_What is required_
Print, exactly as written, every line from the first line of the records below through the line containing "pub struct PollPolicy", and nothing further.

________________

//! Merge readiness polling
//!
//! GitLab recomputes `merge_status` asynchronously after an approval, so the
//! merge has to wait for it. The wait is bounded by [`PollPolicy`].

use crate::error::{Error, Result};
use crate::platform::PlatformService;
use crate::submit::progress::ProgressCallback;
use crate::types::MergeReadiness;
use std::time::Duration;
use tracing::debug;

/// Default number of readiness checks before giving up
pub const DEFAULT_MAX_ATTEMPTS: u32 = 60;

/// Default delay between readiness checks
pub const DEFAULT_INTERVAL: Duration = Duration::from_secs(1);

/// Upper bound on the delay when backing off
pub const DEFAULT_MAX_INTERVAL: Duration = Duration::from_secs(10);

/// How long and how often to wait for a merge request to become mergeable
#[derive(Debug, Clone, Copy, PartialEq)]
pub struct PollPolicy {
    /// Maximum number of status checks
    pub max_attempts: u32,
    /// Delay after the first unsuccessful check
    pub interval: Duration,
    /// Delay cap
    pub max_interval: Duration,
    /// Multiplier applied to the delay after each unsuccessful check
    pub backoff: f64,
}

impl Default for PollPolicy {
    fn default() -> Self {
        Self {
            max_attempts: DEFAULT_MAX_ATTEMPTS,
            interval: DEFAULT_INTERVAL,
            max_interval: DEFAULT_MAX_INTERVAL,
            backoff: 1.0,
        }
    }
}

impl PollPolicy {
    /// Delay to wait after unsuccessful check number `attempt` (1-based)
    pub fn delay_after(&self, attempt: u32) -> Duration {
        let exponent = i32::try_from(attempt.saturating_sub(1)).unwrap_or(i32::MAX);
        let factor = self.backoff.max(1.0).powi(exponent);
        let secs = self.interval.as_secs_f64() * factor;
        if !secs.is_finite() || secs >= self.max_interval.as_secs_f64() {
            return self.max_interval.max(self.interval);
        }
        Duration::from_secs_f64(secs)
    }
}

/// Poll until the merge request reports `can_be_merged`
///
/// Returns the number of checks performed. Exhausting the policy yields
/// [`Error::MergeBlocked`] if the last status was a blocking one, otherwise
/// [`Error::MergeReadinessTimeout`].
pub async fn wait_until_mergeable(
    platform: &dyn PlatformService,
    iid: u64,
    policy: &PollPolicy,
    progress: &dyn ProgressCallback,
) -> Result<u32> {
    let mut last = MergeReadiness::Pending(String::new());

    for attempt in 1..=policy.max_attempts {
        let readiness = platform.merge_readiness(iid).await?;
        progress.on_merge_status(attempt, &readiness).await;

        if readiness.is_ready() {
            debug!(iid, attempt, "merge request is mergeable");
            return Ok(attempt);
        }

        debug!(iid, attempt, status = %readiness, "merge request not mergeable yet");
        last = readiness;

        if attempt < policy.max_attempts {
            tokio::time::sleep(policy.delay_after(attempt)).await;
        }
    }

    let attempts = policy.max_attempts;
    match last {
        MergeReadiness::Blocked(_) => Err(Error::MergeBlocked { iid, attempts }),
        _ => Err(Error::MergeReadinessTimeout { iid, attempts }),
    }
}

________________

_Exercise output_
//! Merge readiness polling
//!
//! GitLab recomputes `merge_status` asynchronously after an approval, so the
//! merge has to wait for it. The wait is bounded by [`PollPolicy`].

use crate::error::{Error, Result};
use crate::platform::PlatformService;
use crate::submit::progress::ProgressCallback;
use crate::types::MergeReadiness;
use std::time::Duration;
use tracing::debug;

/// Default number of readiness checks before giving up
pub const DEFAULT_MAX_ATTEMPTS: u32 = 60;

/// Default delay between readiness checks
pub const DEFAULT_INTERVAL: Duration = Duration::from_secs(1);

/// Upper bound on the delay when backing off
pub const DEFAULT_MAX_INTERVAL: Duration = Duration::from_secs(10);

/// How long and how often to wait for a merge request to become mergeable
#[derive(Debug, Clone, Copy, PartialEq)]
pub struct PollPolicy {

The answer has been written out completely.